Uma comerciante de Campina Grande, na Paraíba, passou a comercializar peças íntimas com os nomes de alguns candidatos que concorrem nas eleições deste ano, ação que rapidamente ganhou repercussão nas redes sociais.

A empreendedora relatou que a ideia, considerada por muitos inesperada, não ficou apenas no engajamento virtual: segundo ela, a demanda pelas calcinhas personalizadas teve impacto positivo nas vendas da loja. Clientes chegaram a comentar a intenção de usar as peças como forma de desejar sorte aos candidatos no dia da votação.

De acordo com a responsável pelo empreendimento, a experiência não começou agora: ela já havia testado a venda de lingeries com os nomes do presidente Lula e de Flávio Bolsonaro, obtendo boa aceitação e interação do público. Motivada pelo retorno, decidiu adaptar o produto para os nomes dos postulantes locais na Paraíba.

A proprietária deu detalhes sobre a iniciativa em entrevista publicada nas redes sociais da loja e em matéria divulgada pelo blog de Márcio Rangel. Nas falas registradas, ela explicou que o primeiro teste com nomes nacionais gerou bastante engajamento, o que estimulou a criação das versões direcionadas ao pleito estadual.

O caso transformou as peças em tópico entre internautas, com compartilhamentos e comentários sobre a criatividade da ação de marketing.

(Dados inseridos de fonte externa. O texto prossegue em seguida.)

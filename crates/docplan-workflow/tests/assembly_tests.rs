use docplan_extract::{DocumentId, ExtractedEntity};
use docplan_test_utils::{create_sample_entities, create_step, reference};
use docplan_workflow::{partition_steps, step_specs, AssemblyContext, Workflow, WorkflowAssembler};
use pretty_assertions::assert_eq;
use proptest::prelude::*;

fn assemble_all(entities: Vec<ExtractedEntity>) -> Workflow {
    let (steps, others) = partition_steps(entities);
    let graph = docplan_graph::build(step_specs(&steps)).unwrap();
    WorkflowAssembler::default()
        .assemble(AssemblyContext::new(DocumentId::new(), 1, reference()), &steps, &graph, others)
        .unwrap()
}

#[test]
fn sample_document_assembles() {
    let workflow = assemble_all(create_sample_entities());

    assert_eq!(workflow.len(), 4);
    assert_eq!(workflow.graph.topological_order(), vec![1, 2, 3, 4]);
    assert_eq!(workflow.critical_path, vec![1, 2, 4]);
    assert_eq!(workflow.time_sensitive_steps(), vec![2]);

    let second = workflow.step(2).unwrap();
    assert_eq!(second.fees.len(), 1);
    assert_eq!(second.deadlines.len(), 1);
    assert_eq!(second.due.as_ref().unwrap().entity_id.0, "d-early");

    assert_eq!(workflow.step(1).unwrap().required_documents.len(), 1);
    assert_eq!(workflow.contacts.len(), 1);
    assert!(workflow.unplaced.is_empty());
}

#[test]
fn workflow_survives_json_round_trip() {
    let workflow = assemble_all(create_sample_entities());
    let json = serde_json::to_string(&workflow).unwrap();
    let back: Workflow = serde_json::from_str(&json).unwrap();
    assert_eq!(back, workflow);
    back.validate().unwrap();
}

/// Random DAG over arbitrary, sparse extractor numbers
fn sparse_steps() -> impl Strategy<Value = Vec<ExtractedEntity>> {
    (1..15usize)
        .prop_flat_map(|n| {
            (
                proptest::collection::btree_set(1..1000u32, n..=n),
                proptest::collection::vec(proptest::collection::vec(any::<prop::sample::Index>(), 0..3), n),
            )
        })
        .prop_map(|(numbers, deps)| {
            let numbers: Vec<u32> = numbers.into_iter().collect();
            numbers
                .iter()
                .zip(deps)
                .enumerate()
                .map(|(i, (&number, picks))| {
                    // only earlier numbers, so the graph stays acyclic
                    let deps: Vec<u32> = if i == 0 {
                        Vec::new()
                    } else {
                        picks.iter().map(|p| numbers[p.index(i)]).collect()
                    };
                    let page = u32::try_from(i % 10).unwrap() + 1;
                    create_step(&format!("s{number}"), number, &deps, page)
                })
                .collect()
        })
}

proptest! {
    #[test]
    fn prop_step_numbers_are_contiguous(mut steps in sparse_steps()) {
        steps.reverse();
        let n = steps.len();
        let workflow = assemble_all(steps);

        let numbers: Vec<u32> = workflow.steps.iter().map(|s| s.number).collect();
        let expected: Vec<u32> = (1..=u32::try_from(n).unwrap()).collect();
        prop_assert_eq!(numbers, expected.clone());
        prop_assert_eq!(workflow.graph.nodes().collect::<Vec<_>>(), expected.clone());
        // renumbering along the topological order makes it the identity order
        prop_assert_eq!(workflow.graph.topological_order(), expected);
        for step in &workflow.steps {
            prop_assert!(step.dependencies.iter().all(|&d| d < step.number));
        }
        prop_assert!(workflow.validate().is_ok());
    }
}
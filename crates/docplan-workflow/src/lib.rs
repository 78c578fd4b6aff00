//! docplan Workflow
//!
//! Turns a validated dependency graph plus scored entities into a numbered
//! [`Workflow`]:
//! - Steps renumbered 1..=N in topological order
//! - Deadlines, fees and required documents associated by citation overlap
//! - Time-sensitive steps flagged against the reference timestamp
//! - Critical path recomputed with each step's earliest deadline
//!
//! # Example
//!
//! ```rust
//! use chrono::Utc;
//! use docplan_extract::{Citation, DocumentId, EntityKind, ExtractedEntity, ProcessStep};
//! use docplan_workflow::{step_specs, AssemblyContext, WorkflowAssembler};
//!
//! let steps = vec![
//!     ExtractedEntity::new("s1", "Fill in the form", EntityKind::ProcessStep(ProcessStep::new(1)))
//!         .with_citation(Citation::new("c1", vec![1])),
//!     ExtractedEntity::new("s2", "Submit it", EntityKind::ProcessStep(ProcessStep::new(2).depends_on([1])))
//!         .with_citation(Citation::new("c2", vec![2])),
//! ];
//! let graph = docplan_graph::build(step_specs(&steps)).unwrap();
//! let ctx = AssemblyContext::new(DocumentId::new(), 1, Utc::now());
//!
//! let workflow = WorkflowAssembler::default().assemble(ctx, &steps, &graph, Vec::new()).unwrap();
//! assert_eq!(workflow.len(), 2);
//! assert_eq!(workflow.critical_path, vec![1, 2]);
//! ```

#![warn(unreachable_pub)]
#![allow(missing_docs)]

mod assembler;
mod error;
mod timing;
mod workflow;

pub use assembler::{partition_steps, step_specs, AssemblyContext, AssemblyPolicy, WorkflowAssembler};
pub use error::AssemblyError;
pub use timing::{process_anchor, DeadlineClock};
pub use workflow::{StepDeadline, Workflow, WorkflowStep};

/// Version of this crate
pub const VERSION: &str = env!("CARGO_PKG_VERSION");
fn index_steps<'a>(
    steps: &'a [ExtractedEntity],
    graph: &DependencyGraph,
) -> Result<HashMap<u32, Source<'a>>, AssemblyError> {
    let mut by_number = HashMap::with_capacity(steps.len());
    for entity in steps {
        let step = entity
            .as_step()
            .ok_or_else(|| AssemblyError::MisplacedEntity(entity.id.clone()))?;
        if !graph.contains(step.step_number) {
            return Err(AssemblyError::UnknownStep {
                entity: entity.id.clone(),
                step: step.step_number,
            });
        }
        if by_number.insert(step.step_number, Source { entity, step }).is_some() {
            return Err(AssemblyError::DuplicateStep(step.step_number));
        }
    }
    if let Some(missing) = graph.nodes().find(|n| !by_number.contains_key(n)) {
        return Err(AssemblyError::MissingStep(missing));
    }
    Ok(by_number)
}

fn new_step(source: &Source<'_>, number: u32, renumber: &HashMap<u32, u32>) -> WorkflowStep {
    WorkflowStep {
        number,
        original_number: source.step.step_number,
        entity_id: source.entity.id.clone(),
        description: source.entity.description.clone(),
        simplified_description: source.step.simplified_description.clone(),
        deadlines: Vec::new(),
        fees: Vec::new(),
        required_documents: Vec::new(),
        // graph validation guarantees every dependency was renumbered
        dependencies: source
            .step
            .dependencies
            .iter()
            .filter_map(|old| renumber.get(old).copied())
            .collect::<BTreeSet<u32>>(),
        estimated_days: source.step.estimated_days,
        time_sensitive: false,
        due: None,
        citations: source.entity.citations.clone(),
        confidence: source.entity.confidence.clone(),
        verification: source.entity.verification.clone(),
    }
}

fn attach(step: &mut WorkflowStep, entity: ExtractedEntity) {
    match entity.kind {
        EntityKind::Deadline(_) => step.deadlines.push(entity),
        EntityKind::Fee(_) => step.fees.push(entity),
        EntityKind::RequiredDocument(_) => step.required_documents.push(entity),
        EntityKind::ProcessStep(_) | EntityKind::ContactInfo(_) => {}
    }
}

fn mark_time_sensitivity(step: &mut WorkflowStep, clock: &DeadlineClock) {
    let mut earliest: Option<StepDeadline> = None;
    for entity in &step.deadlines {
        let Some(deadline) = entity.as_deadline() else {
            continue;
        };
        let Some(due) = clock.resolve(deadline) else {
            tracing::warn!(entity = %entity.id, step = step.number, "deadline does not resolve to a calendar date");
            continue;
        };
        if clock.is_time_sensitive(due) {
            step.time_sensitive = true;
        }
        if earliest.as_ref().map_or(true, |e| due < e.due) {
            earliest = Some(StepDeadline {
                entity_id: entity.id.clone(),
                description: entity.description.clone(),
                due,
            });
        }
    }
    step.due = earliest;
}

#[cfg(test)]
mod tests {
    use super::*;
    use chrono::{NaiveDate, TimeZone};
    use docplan_extract::{Citation, Deadline, Fee, RequiredDocument};
    use pretty_assertions::assert_eq;
    use rust_decimal::Decimal;

    fn reference() -> DateTime<Utc> {
        Utc.with_ymd_and_hms(2025, 1, 1, 9, 0, 0).unwrap()
    }

    fn step(id: &str, number: u32, deps: &[u32], chunk: &str) -> ExtractedEntity {
        ExtractedEntity::new(
            id,
            format!("step {number}"),
            EntityKind::ProcessStep(ProcessStep::new(number).depends_on(deps.iter().copied())),
        )
        .with_citation(Citation::new(chunk, vec![]))
        .with_confidence(0.8)
    }

    fn deadline(id: &str, date: NaiveDate, chunk: &str) -> ExtractedEntity {
        ExtractedEntity::new(id, "due", EntityKind::Deadline(Deadline::absolute(date)))
            .with_citation(Citation::new(chunk, vec![]))
            .with_confidence(0.8)
    }

    fn assemble(steps: &[ExtractedEntity], others: Vec<ExtractedEntity>) -> Result<Workflow, AssemblyError> {
        let graph = docplan_graph::build(step_specs(steps))?;
        WorkflowAssembler::default().assemble(
            AssemblyContext::new(DocumentId::new(), 1, reference()),
            steps,
            &graph,
            others,
        )
    }

    #[test]
    fn renumbers_along_topological_order() {
        // extractor numbering: 10 needs 30, 30 needs 20
        let steps = [step("a", 10, &[30], "c1"), step("b", 20, &[], "c2"), step("c", 30, &[20], "c3")];
        let workflow = assemble(&steps, Vec::new()).unwrap();

        let numbers: Vec<(u32, u32)> = workflow.steps.iter().map(|s| (s.number, s.original_number)).collect();
        assert_eq!(numbers, vec![(1, 20), (2, 30), (3, 10)]);
        assert_eq!(workflow.step(3).unwrap().dependencies, BTreeSet::from([2]));
        assert_eq!(workflow.graph.edges(), vec![(1, 2), (2, 3)]);
        assert_eq!(workflow.critical_path, vec![1, 2, 3]);
        workflow.validate().unwrap();
    }

    #[test]
    fn single_overlap_attaches_without_discount() {
        let steps = [step("a", 1, &[], "c1"), step("b", 2, &[1], "c2")];
        let fee = ExtractedEntity::new(
            "f",
            "fee",
            EntityKind::Fee(Fee {
                amount: Decimal::new(1500, 2),
                currency: "EUR".into(),
                variable: false,
            }),
        )
        .with_citation(Citation::new("c2", vec![]))
        .with_confidence(0.5);

        let workflow = assemble(&steps, vec![fee]).unwrap();
        let attached = &workflow.step(2).unwrap().fees[0];
        assert_eq!(attached.confidence.value(), 0.5);
        assert!(!attached.needs_verification());
        assert!(workflow.step(1).unwrap().fees.is_empty());
    }

    #[test]
    fn multi_overlap_attaches_everywhere_with_discount() {
        let steps = [step("a", 1, &[], "c1"), step("b", 2, &[1], "c2")];
        let doc = ExtractedEntity::new("d", "passport", EntityKind::RequiredDocument(RequiredDocument { mandatory: true }))
            .with_citation(Citation::new("c1", vec![]))
            .with_citation(Citation::new("c2", vec![]))
            .with_confidence(0.5);

        let workflow = assemble(&steps, vec![doc]).unwrap();
        for number in [1, 2] {
            let attached = &workflow.step(number).unwrap().required_documents[0];
            assert!((attached.confidence.value() - 0.45).abs() < 1e-12);
            assert_eq!(
                attached.verification,
                vec![VerificationFlag::AmbiguousAssociation { steps: vec![1, 2] }]
            );
        }
    }

    #[test]
    fn unmatched_entity_is_kept_as_unplaced() {
        let steps = [step("a", 1, &[], "c1")];
        let orphan = deadline("x", NaiveDate::from_ymd_opt(2025, 6, 1).unwrap(), "c9");
        let workflow = assemble(&steps, vec![orphan]).unwrap();

        assert_eq!(workflow.unplaced.len(), 1);
        assert_eq!(workflow.unplaced[0].verification, vec![VerificationFlag::Unplaced]);
        assert!(workflow.step(1).unwrap().deadlines.is_empty());
    }

    #[test]
    fn time_sensitivity_boundary() {
        let steps = [step("a", 1, &[], "c1"), step("b", 2, &[], "c2")];
        let workflow = assemble(
            &steps,
            vec![
                deadline("d30", NaiveDate::from_ymd_opt(2025, 1, 31).unwrap(), "c1"),
                deadline("d31", NaiveDate::from_ymd_opt(2025, 2, 1).unwrap(), "c2"),
            ],
        )
        .unwrap();

        assert!(workflow.step(1).unwrap().time_sensitive);
        assert!(!workflow.step(2).unwrap().time_sensitive);
        assert_eq!(workflow.time_sensitive_steps(), vec![1]);
    }

    #[test]
    fn relative_deadline_uses_process_anchor() {
        let steps = [step("a", 1, &[], "c1")];
        let anchor = ExtractedEntity::new(
            "start",
            "process starts",
            EntityKind::Deadline(Deadline::anchor(NaiveDate::from_ymd_opt(2025, 5, 1).unwrap())),
        )
        .with_citation(Citation::new("c9", vec![]));
        let relative = ExtractedEntity::new("r", "within 10 days", EntityKind::Deadline(Deadline::relative(10)))
            .with_citation(Citation::new("c1", vec![]));

        let workflow = assemble(&steps, vec![anchor, relative]).unwrap();
        let first = workflow.step(1).unwrap();
        assert_eq!(first.due.as_ref().unwrap().due, NaiveDate::from_ymd_opt(2025, 5, 11).unwrap());
        assert!(!first.time_sensitive);
        assert_eq!(workflow.anchor, NaiveDate::from_ymd_opt(2025, 5, 1));
    }

    #[test]
    fn critical_path_tie_uses_associated_deadline() {
        let steps = [step("a", 1, &[], "c1"), step("b", 2, &[1], "c2"), step("c", 3, &[1], "c3")];
        let workflow = assemble(
            &steps,
            vec![deadline("late", NaiveDate::from_ymd_opt(2025, 3, 1).unwrap(), "c3")],
        )
        .unwrap();
        assert_eq!(workflow.critical_path, vec![1, 3]);
    }

    #[test]
    fn contacts_bypass_association() {
        let steps = [step("a", 1, &[], "c1")];
        let contact = ExtractedEntity::new(
            "k",
            "help desk",
            EntityKind::ContactInfo(docplan_extract::ContactInfo {
                channel: "phone".into(),
                value: "555-0100".into(),
            }),
        )
        .with_citation(Citation::new("c1", vec![]));

        let workflow = assemble(&steps, vec![contact]).unwrap();
        assert_eq!(workflow.contacts.len(), 1);
        assert!(workflow.step(1).unwrap().attached().next().is_none());
    }

    #[test]
    fn misplaced_inputs_are_rejected() {
        let steps = [step("a", 1, &[], "c1")];
        let err = assemble(&steps, vec![step("b", 2, &[], "c2")]).unwrap_err();
        assert_eq!(err, AssemblyError::MisplacedEntity("b".into()));
    }

    #[test]
    fn steps_must_match_graph() {
        let steps = [step("a", 1, &[], "c1"), step("b", 2, &[], "c2")];
        let graph = docplan_graph::build(vec![StepSpec::new(1)]).unwrap();
        let err = WorkflowAssembler::default()
            .assemble(AssemblyContext::new(DocumentId::new(), 1, reference()), &steps, &graph, Vec::new())
            .unwrap_err();
        assert_eq!(err, AssemblyError::UnknownStep { entity: "b".into(), step: 2 });
    }
}
use docplan_extract::DocumentId;
use docplan_test_utils::{create_deadline, create_step, date, reference};
use docplan_workflow::{step_specs, AssemblyContext, Workflow, WorkflowAssembler};

fn assemble(steps: Vec<docplan_extract::ExtractedEntity>, others: Vec<docplan_extract::ExtractedEntity>) -> Workflow {
    let graph = docplan_graph::build(step_specs(&steps)).unwrap();
    WorkflowAssembler::default()
        .assemble(AssemblyContext::new(DocumentId::new(), 1, reference()), &steps, &graph, others)
        .unwrap()
}

/// 1 -> {2, 3}
pub(crate) fn fork_workflow() -> Workflow {
    assemble(
        vec![
            create_step("a", 1, &[], 1),
            create_step("b", 2, &[1], 2),
            create_step("c", 3, &[1], 3),
        ],
        Vec::new(),
    )
}

/// Seven independent steps; steps 2, 4 and 6 carry deadlines on
/// 2025-03-01, 2025-01-20 and 2025-02-10
pub(crate) fn seven_step_workflow() -> Workflow {
    let steps = (1..=7u32)
        .map(|n| create_step(&format!("s{n}"), n, &[], n))
        .collect();
    assemble(
        steps,
        vec![
            create_deadline("d2", date(2025, 3, 1), 2),
            create_deadline("d4", date(2025, 1, 20), 4),
            create_deadline("d6", date(2025, 2, 10), 6),
        ],
    )
}
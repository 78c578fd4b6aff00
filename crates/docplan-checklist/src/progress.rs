//! Progress view
//!
//! Pure and re-derivable: computed from a checklist on every read, never
//! stored alongside it.

use crate::checklist::Checklist;
use chrono::NaiveDate;
use docplan_extract::{EntityId, ItemId};
use serde::{Deserialize, Serialize};

/// Item that can be completed right now
#[derive(Debug, Clone, PartialEq, Eq, Serialize, Deserialize)]
pub struct NextAction {
    pub item_id: ItemId,
    pub step_number: u32,
    pub description: String,
}

/// Deadline of an incomplete item
#[derive(Debug, Clone, PartialEq, Eq, Serialize, Deserialize)]
pub struct UpcomingDeadline {
    pub item_id: ItemId,
    pub step_number: u32,
    pub deadline_id: EntityId,
    pub description: String,
    pub due: NaiveDate,
}

/// Derived completion summary
#[derive(Debug, Clone, PartialEq, Eq, Serialize, Deserialize)]
pub struct ProgressView {
    /// Completed share in whole percent, rounded half up; 0 when empty
    pub percent: u8,
    pub completed: usize,
    pub total: usize,
    /// Pending items whose dependencies are all completed, by step number
    pub next_actions: Vec<NextAction>,
    /// Deadlines of pending items, earliest first
    pub upcoming_deadlines: Vec<UpcomingDeadline>,
}

/// Derives [`ProgressView`]s
#[derive(Debug, Clone, Copy, Default)]
pub struct ProgressCalculator;

impl ProgressCalculator {
    #[inline]
    #[must_use]
    pub fn new() -> Self {
        Self
    }

    #[must_use]
    pub fn progress(&self, checklist: &Checklist) -> ProgressView {
        let total = checklist.items().len();
        let completed = checklist.completed_count();

        let mut next_actions: Vec<NextAction> = checklist
            .items()
            .iter()
            .filter(|i| !i.completed && checklist.can_complete(i))
            .map(|i| NextAction {
                item_id: i.item_id,
                step_number: i.step_number,
                description: i.description.clone(),
            })
            .collect();
        next_actions.sort_by_key(|a| a.step_number);

        let mut upcoming_deadlines: Vec<UpcomingDeadline> = checklist
            .items()
            .iter()
            .filter(|i| !i.completed)
            .filter_map(|i| {
                i.deadline.as_ref().map(|d| UpcomingDeadline {
                    item_id: i.item_id,
                    step_number: i.step_number,
                    deadline_id: d.entity_id.clone(),
                    description: d.description.clone(),
                    due: d.due,
                })
            })
            .collect();
        upcoming_deadlines.sort_by_key(|d| (d.due, d.step_number));

        ProgressView {
            percent: percent(completed, total),
            completed,
            total,
            next_actions,
            upcoming_deadlines,
        }
    }
}

/// `round(100 * completed / total)` with halves rounded up, in integers
fn percent(completed: usize, total: usize) -> u8 {
    if total == 0 {
        return 0;
    }
    let completed = completed.min(total) as u128;
    let total = total as u128;
    let rounded = (200 * completed + total) / (2 * total);
    u8::try_from(rounded).unwrap_or(100)
}

#[cfg(test)]
mod tests {
    use super::*;
    use crate::test_fixtures::{fork_workflow, seven_step_workflow};
    use docplan_extract::UserId;
    use docplan_test_utils::{date, reference};
    use pretty_assertions::assert_eq;

    #[test]
    fn percent_rounds_half_up() {
        assert_eq!(percent(3, 7), 43);
        assert_eq!(percent(1, 8), 13);
        assert_eq!(percent(1, 3), 33);
        assert_eq!(percent(2, 3), 67);
        assert_eq!(percent(7, 7), 100);
        assert_eq!(percent(0, 0), 0);
    }

    #[test]
    fn three_of_seven_is_forty_three() {
        let workflow = seven_step_workflow();
        let mut checklist = Checklist::create(&workflow, UserId::new(), reference());
        for number in [1, 2, 3] {
            let item = checklist.item_for_step(number).unwrap().item_id;
            checklist.toggle(item, true, reference()).unwrap();
        }

        let view = ProgressCalculator::new().progress(&checklist);
        assert_eq!(view.percent, 43);
        assert_eq!((view.completed, view.total), (3, 7));
        assert_eq!(view.next_actions.iter().map(|a| a.step_number).collect::<Vec<_>>(), vec![4, 5, 6, 7]);

        // step 2's deadline is done; the rest come earliest first
        let dues: Vec<(u32, NaiveDate)> = view.upcoming_deadlines.iter().map(|d| (d.step_number, d.due)).collect();
        assert_eq!(dues, vec![(4, date(2025, 1, 20)), (6, date(2025, 2, 10))]);
    }

    #[test]
    fn next_actions_follow_dependencies() {
        let workflow = fork_workflow();
        let mut checklist = Checklist::create(&workflow, UserId::new(), reference());
        let calculator = ProgressCalculator::new();

        let before = calculator.progress(&checklist);
        assert_eq!(before.next_actions.iter().map(|a| a.step_number).collect::<Vec<_>>(), vec![1]);

        let first = checklist.item_for_step(1).unwrap().item_id;
        checklist.toggle(first, true, reference()).unwrap();
        let after = calculator.progress(&checklist);
        assert_eq!(after.next_actions.iter().map(|a| a.step_number).collect::<Vec<_>>(), vec![2, 3]);
        assert_eq!(after.percent, 33);
    }
}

A comerciante afirmou que, apesar das reações variadas, o movimento trouxe retorno comercial e tornou a loja mais visível durante o período de campanha.

Não há, na divulgação feita pela loja, detalhes sobre quantidades vendidas ou pretensões de ampliar a promoção para outros produtos; a divulgação se concentrou na aceitação do público e no alcance gerado nas redes.

O episódio ilustra uma estratégia de merchandising eleitoral inusitada adotada por uma pequena empresa local, que mesclou personalização de produto com a atmosfera de disputa política presente no período.